//! Index-chain addressing of nodes in the document tree.
//!
//! A [`Path`] is the list of child indices leading from the root to a node.
//! The empty path is the root itself:
//!
//! ```text
//! root            []
//! ├─ paragraph    [0]
//! │  ├─ "Hello "  [0, 0]
//! │  └─ "world"   [0, 1]
//! └─ paragraph    [1]
//!    └─ ""        [1, 0]
//! ```
//!
//! Paths are plain values. They go stale after structural edits and must be
//! re-derived, or carried forward with [`Path::transform`] (which is what
//! [`crate::refs`] does for every applied operation).
//!
//! # Ordering
//!
//! [`Path::compare`] orders paths in document order but treats a path and its
//! ancestors as equal: `[0]` compares `Equal` to `[0, 3, 1]`. This is not the
//! same as `==`, and is why `Path` does not implement `Ord`.

use std::{
  cmp::Ordering,
  fmt,
};

use serde::{
  Deserialize,
  Serialize,
};
use smallvec::SmallVec;
use thiserror::Error;

use crate::operation::Operation;

pub type Result<T> = std::result::Result<T, PathError>;

#[derive(Debug, Error, PartialEq, Eq)]
#[non_exhaustive]
pub enum PathError {
  #[error("cannot get the parent of the root path")]
  RootParent,
  #[error("cannot get the next sibling of the root path")]
  RootNext,
  #[error("cannot get the previous sibling of path {path} because it has none")]
  NoPrevious { path: Path },
  #[error("path {path} is not a descendant of {ancestor}")]
  NotDescendant { path: Path, ancestor: Path },
}

/// How a location resolves ties when an edit lands exactly on it.
#[derive(Debug, Default, Copy, Clone, PartialEq, Eq, Hash, Serialize, Deserialize)]
#[serde(rename_all = "snake_case")]
pub enum Affinity {
  /// Follow content inserted at this location.
  #[default]
  Forward,
  /// Stay before content inserted at this location.
  Backward,
}

#[derive(Clone, Default, PartialEq, Eq, Hash, Serialize, Deserialize)]
#[serde(transparent)]
pub struct Path(SmallVec<[usize; 8]>);

impl Path {
  pub fn root() -> Self {
    Self(SmallVec::new())
  }

  pub fn new(indices: impl IntoIterator<Item = usize>) -> Self {
    Self(indices.into_iter().collect())
  }

  #[inline]
  pub fn as_slice(&self) -> &[usize] {
    &self.0
  }

  #[inline]
  pub fn len(&self) -> usize {
    self.0.len()
  }

  #[inline]
  pub fn is_empty(&self) -> bool {
    self.0.is_empty()
  }

  #[inline]
  pub fn is_root(&self) -> bool {
    self.0.is_empty()
  }

  /// Index of the addressed node within its parent.
  #[inline]
  pub fn last(&self) -> Option<usize> {
    self.0.last().copied()
  }

  pub fn child(&self, index: usize) -> Self {
    let mut path = self.clone();
    path.0.push(index);
    path
  }

  /// `self` followed by the indices of `relative`.
  pub fn join(&self, relative: &Path) -> Self {
    let mut path = self.clone();
    path.0.extend_from_slice(&relative.0);
    path
  }

  fn prefix(&self, len: usize) -> &[usize] {
    &self.0[..len.min(self.0.len())]
  }

  /// The first `len` indices, i.e. the ancestor at depth `len`.
  pub fn truncated(&self, len: usize) -> Path {
    Path::new(self.prefix(len).iter().copied())
  }

  /// Shift the index at `depth` by `delta`, saturating at zero.
  fn shift(&mut self, depth: usize, delta: isize) {
    if let Some(index) = self.0.get_mut(depth) {
      *index = index.saturating_add_signed(delta);
    }
  }

  // Comparison and ancestry.
  //

  /// Document-order comparison where a path equals all of its ancestors.
  pub fn compare(&self, other: &Path) -> Ordering {
    self
      .0
      .iter()
      .zip(other.0.iter())
      .map(|(a, b)| a.cmp(b))
      .find(|ordering| ordering.is_ne())
      .unwrap_or(Ordering::Equal)
  }

  pub fn is_before(&self, other: &Path) -> bool {
    self.compare(other) == Ordering::Less
  }

  pub fn is_after(&self, other: &Path) -> bool {
    self.compare(other) == Ordering::Greater
  }

  /// Whether `self` is a proper prefix of `other`.
  pub fn is_ancestor(&self, other: &Path) -> bool {
    self.len() < other.len() && self.compare(other) == Ordering::Equal
  }

  pub fn is_descendant(&self, other: &Path) -> bool {
    other.is_ancestor(self)
  }

  pub fn is_parent(&self, other: &Path) -> bool {
    self.len() + 1 == other.len() && self.compare(other) == Ordering::Equal
  }

  pub fn is_child(&self, other: &Path) -> bool {
    other.is_parent(self)
  }

  /// Equal to, or an ancestor of, `other`.
  pub fn is_common(&self, other: &Path) -> bool {
    self.len() <= other.len() && self.compare(other) == Ordering::Equal
  }

  pub fn is_sibling(&self, other: &Path) -> bool {
    if self.is_empty() || self.len() != other.len() {
      return false;
    }
    let depth = self.len() - 1;
    self.0[..depth] == other.0[..depth] && self.0[depth] != other.0[depth]
  }

  /// Whether `self` ends at an index before `other`'s index at the same
  /// depth, under the same parent.
  pub fn ends_before(&self, other: &Path) -> bool {
    self.ends_cmp(other) == Some(Ordering::Less)
  }

  pub fn ends_after(&self, other: &Path) -> bool {
    self.ends_cmp(other) == Some(Ordering::Greater)
  }

  pub fn ends_at(&self, other: &Path) -> bool {
    self.ends_cmp(other) == Some(Ordering::Equal)
  }

  fn ends_cmp(&self, other: &Path) -> Option<Ordering> {
    let depth = self.len().checked_sub(1)?;
    if other.len() <= depth || self.0[..depth] != other.0[..depth] {
      return None;
    }
    Some(self.0[depth].cmp(&other.0[depth]))
  }

  pub fn has_previous(&self) -> bool {
    self.last().is_some_and(|index| index > 0)
  }

  /// Longest shared prefix of two paths.
  pub fn common(&self, other: &Path) -> Path {
    Path::new(
      self
        .0
        .iter()
        .zip(other.0.iter())
        .take_while(|(a, b)| a == b)
        .map(|(a, _)| *a),
    )
  }

  // Navigation.
  //

  pub fn parent(&self) -> Result<Path> {
    if self.is_empty() {
      return Err(PathError::RootParent);
    }
    Ok(Path::new(self.prefix(self.len() - 1).iter().copied()))
  }

  pub fn next(&self) -> Result<Path> {
    let Some(last) = self.last() else {
      return Err(PathError::RootNext);
    };
    let mut path = self.clone();
    path.0[self.len() - 1] = last + 1;
    Ok(path)
  }

  pub fn previous(&self) -> Result<Path> {
    match self.last() {
      Some(last) if last > 0 => {
        let mut path = self.clone();
        path.0[self.len() - 1] = last - 1;
        Ok(path)
      },
      _ => {
        Err(PathError::NoPrevious {
          path: self.clone(),
        })
      },
    }
  }

  /// `self` expressed relative to `ancestor`.
  pub fn relative(&self, ancestor: &Path) -> Result<Path> {
    if !ancestor.is_common(self) {
      return Err(PathError::NotDescendant {
        path:     self.clone(),
        ancestor: ancestor.clone(),
      });
    }
    Ok(Path::new(self.0[ancestor.len()..].iter().copied()))
  }

  /// All proper prefixes, deepest first. Reverse the iterator for
  /// shallowest first.
  pub fn ancestors(&self) -> impl DoubleEndedIterator<Item = Path> + '_ {
    (0..self.len())
      .rev()
      .map(|len| Path::new(self.0[..len].iter().copied()))
  }

  /// Every prefix including `self`, shallowest (the root) first.
  pub fn levels(&self) -> impl DoubleEndedIterator<Item = Path> + '_ {
    (0..=self.len()).map(|len| Path::new(self.0[..len].iter().copied()))
  }

  // Transformation.
  //

  /// Carry a path that existed before `op` over to the equivalent path after
  /// it, or `None` if the node at `self` no longer exists.
  ///
  /// `affinity` only matters when `op` splits the node at `self`: `Forward`
  /// follows the new right-hand sibling, `Backward` stays on the left one,
  /// and `None` gives up.
  pub fn transform(&self, op: &Operation, affinity: Option<Affinity>) -> Option<Path> {
    if self.is_empty() {
      return Some(self.clone());
    }

    // Structural edits at the root are never applied.
    match op {
      Operation::RemoveNode { path, .. } if path.is_root() => return None,
      Operation::InsertNode { path, .. }
      | Operation::SplitNode { path, .. }
      | Operation::MergeNode { path, .. }
        if path.is_root() =>
      {
        return Some(self.clone());
      },
      Operation::MoveNode { path, new_path } if path.is_root() || new_path.is_root() => {
        return Some(self.clone());
      },
      _ => {},
    }

    let mut p = self.clone();

    match op {
      Operation::InsertNode { path: op, .. } => {
        if *op == p || op.ends_before(&p) || op.is_ancestor(&p) {
          p.shift(op.len() - 1, 1);
        }
      },
      Operation::RemoveNode { path: op, .. } => {
        if *op == p || op.is_ancestor(&p) {
          return None;
        }
        if op.ends_before(&p) {
          p.shift(op.len() - 1, -1);
        }
      },
      Operation::MergeNode {
        path: op, position, ..
      } => {
        if *op == p || op.ends_before(&p) {
          p.shift(op.len() - 1, -1);
        } else if op.is_ancestor(&p) {
          p.shift(op.len() - 1, -1);
          p.shift(op.len(), *position as isize);
        }
      },
      Operation::SplitNode {
        path: op, position, ..
      } => {
        if *op == p {
          match affinity {
            Some(Affinity::Forward) => p.shift(p.len() - 1, 1),
            Some(Affinity::Backward) => {},
            None => return None,
          }
        } else if op.ends_before(&p) {
          p.shift(op.len() - 1, 1);
        } else if op.is_ancestor(&p) && self.0[op.len()] >= *position {
          p.shift(op.len() - 1, 1);
          p.shift(op.len(), -(*position as isize));
        }
      },
      Operation::MoveNode {
        path: op,
        new_path: onp,
      } => {
        if op == onp {
          return Some(p);
        }
        // Moving a node inside itself has no meaning.
        if op.is_ancestor(onp) {
          return None;
        }

        if op.is_common(&p) {
          let mut moved = onp.clone();
          if op.ends_before(onp) && op.len() < onp.len() {
            moved.shift(op.len() - 1, -1);
          }
          moved.0.extend_from_slice(&p.0[op.len()..]);
          return Some(moved);
        }

        if op.is_sibling(onp) && onp.is_common(&p) {
          if op.ends_before(&p) {
            p.shift(op.len() - 1, -1);
          } else {
            p.shift(op.len() - 1, 1);
          }
        } else if onp.ends_before(&p) || onp.is_common(&p) {
          if op.ends_before(&p) {
            p.shift(op.len() - 1, -1);
          }
          p.shift(onp.len() - 1, 1);
        } else if op.ends_before(&p) {
          p.shift(op.len() - 1, -1);
        }
      },
      _ => {},
    }

    Some(p)
  }
}

impl fmt::Debug for Path {
  fn fmt(&self, f: &mut fmt::Formatter<'_>) -> fmt::Result {
    fmt::Debug::fmt(self.as_slice(), f)
  }
}

impl fmt::Display for Path {
  fn fmt(&self, f: &mut fmt::Formatter<'_>) -> fmt::Result {
    fmt::Debug::fmt(self.as_slice(), f)
  }
}

impl From<&[usize]> for Path {
  fn from(indices: &[usize]) -> Self {
    Self(SmallVec::from_slice(indices))
  }
}

impl<const N: usize> From<[usize; N]> for Path {
  fn from(indices: [usize; N]) -> Self {
    Self(SmallVec::from_slice(&indices))
  }
}

impl From<Vec<usize>> for Path {
  fn from(indices: Vec<usize>) -> Self {
    Self(SmallVec::from_vec(indices))
  }
}

impl std::ops::Index<usize> for Path {
  type Output = usize;

  fn index(&self, index: usize) -> &usize {
    &self.0[index]
  }
}

/// Whether `op` can change the addresses of existing nodes.
pub fn operation_can_transform_path(op: &Operation) -> bool {
  matches!(
    op,
    Operation::InsertNode { .. }
      | Operation::RemoveNode { .. }
      | Operation::MergeNode { .. }
      | Operation::SplitNode { .. }
      | Operation::MoveNode { .. }
  )
}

——

WORK TO BE COMPLETED: Search the entries for the word "NoPrevious" and show every line that has it.

SOLUTION:
  NoPrevious { path: Path },
        Err(PathError::NoPrevious {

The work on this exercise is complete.